Source material:
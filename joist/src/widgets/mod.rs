//! Root and item state models for each widget.
//!
//! Widgets own no markup. Hosts read snapshots to render attributes and
//! forward pointer and keyboard events to the press and key handlers.

pub mod accordion;
pub mod checkbox;
pub mod collapsible;
pub mod meter;
pub mod navigation_menu;
pub mod progress;
pub mod radio;
pub mod slider;
pub mod switch;
pub mod toolbar;

pub use accordion::{Accordion, AccordionConfig, AccordionContext, AccordionItem};
pub use checkbox::{CheckedState, Checkbox, CheckboxSnapshot};
pub use collapsible::{Collapsible, CollapsibleConfig, CollapsibleContext};
pub use meter::{Meter, MeterSnapshot};
pub use navigation_menu::{NavigationMenu, NavigationMenuConfig, NavigationMenuItem};
pub use progress::{Progress, ProgressSnapshot, ProgressStatus};
pub use radio::{Radio, RadioConfig, RadioContext, RadioGroup};
pub use slider::{Slider, SliderConfig, SliderSnapshot};
pub use switch::{Switch, SwitchSnapshot};
pub use toolbar::{Toolbar, ToolbarConfig, ToolbarContext, ToolbarItem};

use serde::Serialize;

use crate::error::ConfigError;

/// Numeric bounds shared by progress and meter.
#[derive(Debug, Clone, Copy, PartialEq, Serialize)]
pub struct RangeConfig {
    pub min: f64,
    pub max: f64,
}

impl Default for RangeConfig {
    fn default() -> Self {
        Self { min: 0.0, max: 100.0 }
    }
}

impl RangeConfig {
    pub fn new(min: f64, max: f64) -> Self {
        Self { min, max }
    }

    /// Reject non-finite bounds and `min >= max`.
    pub fn validate(&self) -> Result<(), ConfigError> {
        if self.min.is_finite() && self.max.is_finite() && self.min < self.max {
            Ok(())
        } else {
            Err(ConfigError::InvalidRange {
                min: self.min,
                max: self.max,
            })
        }
    }

    /// Clamp `value` into the range. NaN maps to `min`.
    pub fn clamp(&self, value: f64) -> f64 {
        if value.is_nan() {
            return self.min;
        }
        value.clamp(self.min, self.max)
    }

    /// Position of `value` within the range, 0 to 100.
    pub fn percent(&self, value: f64) -> f64 {
        (self.clamp(value) - self.min) / (self.max - self.min) * 100.0
    }
}
//! Broadcast of a root's derived state to its descendants.
//!
//! A root recomputes its snapshot from scratch whenever an input changes and
//! publishes it. The snapshot is swapped as a whole behind an `Arc`, so a
//! consumer sees either the old snapshot or the new one, never a mix.
//! Consumers get read-only access; state only flows back up through the
//! root's explicit request methods.

use std::fmt;
use std::sync::atomic::{AtomicU64, Ordering};
use std::sync::{Arc, RwLock};

use crate::notifier::ListenerId;
use crate::render::{RenderHandle, RenderSender, RenderSource, SourceKind};

type SnapshotListener<S> = Arc<dyn Fn(&Arc<S>) + Send + Sync>;

struct ProviderInner<S> {
    current: RwLock<Arc<S>>,
    version: AtomicU64,
    listeners: RwLock<Vec<(ListenerId, SnapshotListener<S>)>>,
    render: RenderHandle,
}

/// Publishing side, held by the root.
pub struct ContextProvider<S> {
    inner: Arc<ProviderInner<S>>,
}

/// Reading side, handed to descendants.
pub struct ContextConsumer<S> {
    inner: Arc<ProviderInner<S>>,
}

impl<S> ContextProvider<S>
where
    S: PartialEq + Send + Sync + 'static,
{
    /// Create a provider holding `initial`.
    pub fn new(initial: S) -> Self {
        Self {
            inner: Arc::new(ProviderInner {
                current: RwLock::new(Arc::new(initial)),
                version: AtomicU64::new(0),
                listeners: RwLock::new(Vec::new()),
                render: RenderHandle::new(SourceKind::Context),
            }),
        }
    }

    /// Replace the snapshot and notify subscribers.
    ///
    /// Returns false, and notifies nobody, when `snapshot` equals the current
    /// one. Listeners run after the swap, outside any lock, so they may read
    /// the provider or publish again.
    pub fn publish(&self, snapshot: S) -> bool {
        let next = Arc::new(snapshot);
        {
            let mut guard = self
                .inner
                .current
                .write()
                .unwrap_or_else(|p| p.into_inner());
            if **guard == *next {
                return false;
            }
            *guard = Arc::clone(&next);
        }
        let version = self.inner.version.fetch_add(1, Ordering::SeqCst) + 1;
        log::debug!("Context published (version {})", version);

        let listeners: Vec<SnapshotListener<S>> = self
            .inner
            .listeners
            .read()
            .map(|guard| guard.iter().map(|(_, l)| Arc::clone(l)).collect())
            .unwrap_or_default();
        for listener in listeners {
            listener(&next);
        }
        self.inner.render.request();
        true
    }

    /// Create a read-only handle for a descendant.
    pub fn consumer(&self) -> ContextConsumer<S> {
        ContextConsumer {
            inner: Arc::clone(&self.inner),
        }
    }

    /// The current snapshot.
    pub fn snapshot(&self) -> Arc<S> {
        self.consumer().snapshot()
    }

    /// Number of snapshots published since construction.
    pub fn version(&self) -> u64 {
        self.inner.version.load(Ordering::SeqCst)
    }

    /// Install the render sender used after each publish.
    pub fn install_render(&self, sender: RenderSender) {
        self.inner.render.install(sender);
    }

    pub fn render_source(&self) -> RenderSource {
        self.inner.render.source()
    }
}

impl<S> ContextConsumer<S>
where
    S: Send + Sync + 'static,
{
    /// The latest snapshot.
    pub fn snapshot(&self) -> Arc<S> {
        let guard = self
            .inner
            .current
            .read()
            .unwrap_or_else(|p| p.into_inner());
        Arc::clone(&guard)
    }

    /// Number of snapshots published since construction.
    pub fn version(&self) -> u64 {
        self.inner.version.load(Ordering::SeqCst)
    }

    /// Receive every future snapshot, synchronously, as it is published.
    pub fn subscribe<F>(&self, listener: F) -> ListenerId
    where
        F: Fn(&Arc<S>) + Send + Sync + 'static,
    {
        let id = ListenerId::next();
        if let Ok(mut guard) = self.inner.listeners.write() {
            guard.push((id, Arc::new(listener)));
        }
        id
    }

    /// Stop receiving snapshots.
    pub fn unsubscribe(&self, id: ListenerId) -> bool {
        let Ok(mut guard) = self.inner.listeners.write() else {
            return false;
        };
        let before = guard.len();
        guard.retain(|(listener_id, _)| *listener_id != id);
        guard.len() != before
    }
}

impl<S> Clone for ContextProvider<S> {
    fn clone(&self) -> Self {
        Self {
            inner: Arc::clone(&self.inner),
        }
    }
}

impl<S> Clone for ContextConsumer<S> {
    fn clone(&self) -> Self {
        Self {
            inner: Arc::clone(&self.inner),
        }
    }
}

impl<S: fmt::Debug> fmt::Debug for ContextProvider<S> {
    fn fmt(&self, f: &mut fmt::Formatter<'_>) -> fmt::Result {
        f.debug_struct("ContextProvider")
            .field("version", &self.inner.version.load(Ordering::SeqCst))
            .finish()
    }
}

impl<S: fmt::Debug> fmt::Debug for ContextConsumer<S> {
    fn fmt(&self, f: &mut fmt::Formatter<'_>) -> fmt::Result {
        f.debug_struct("ContextConsumer")
            .field("version", &self.inner.version.load(Ordering::SeqCst))
            .finish()
    }
}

Work request: Where a line of the data holds the word "ListenerId", copy that line.

Exercise result:
use crate::notifier::ListenerId;
    listeners: RwLock<Vec<(ListenerId, SnapshotListener<S>)>>,
    pub fn subscribe<F>(&self, listener: F) -> ListenerId
        let id = ListenerId::next();
    pub fn unsubscribe(&self, id: ListenerId) -> bool {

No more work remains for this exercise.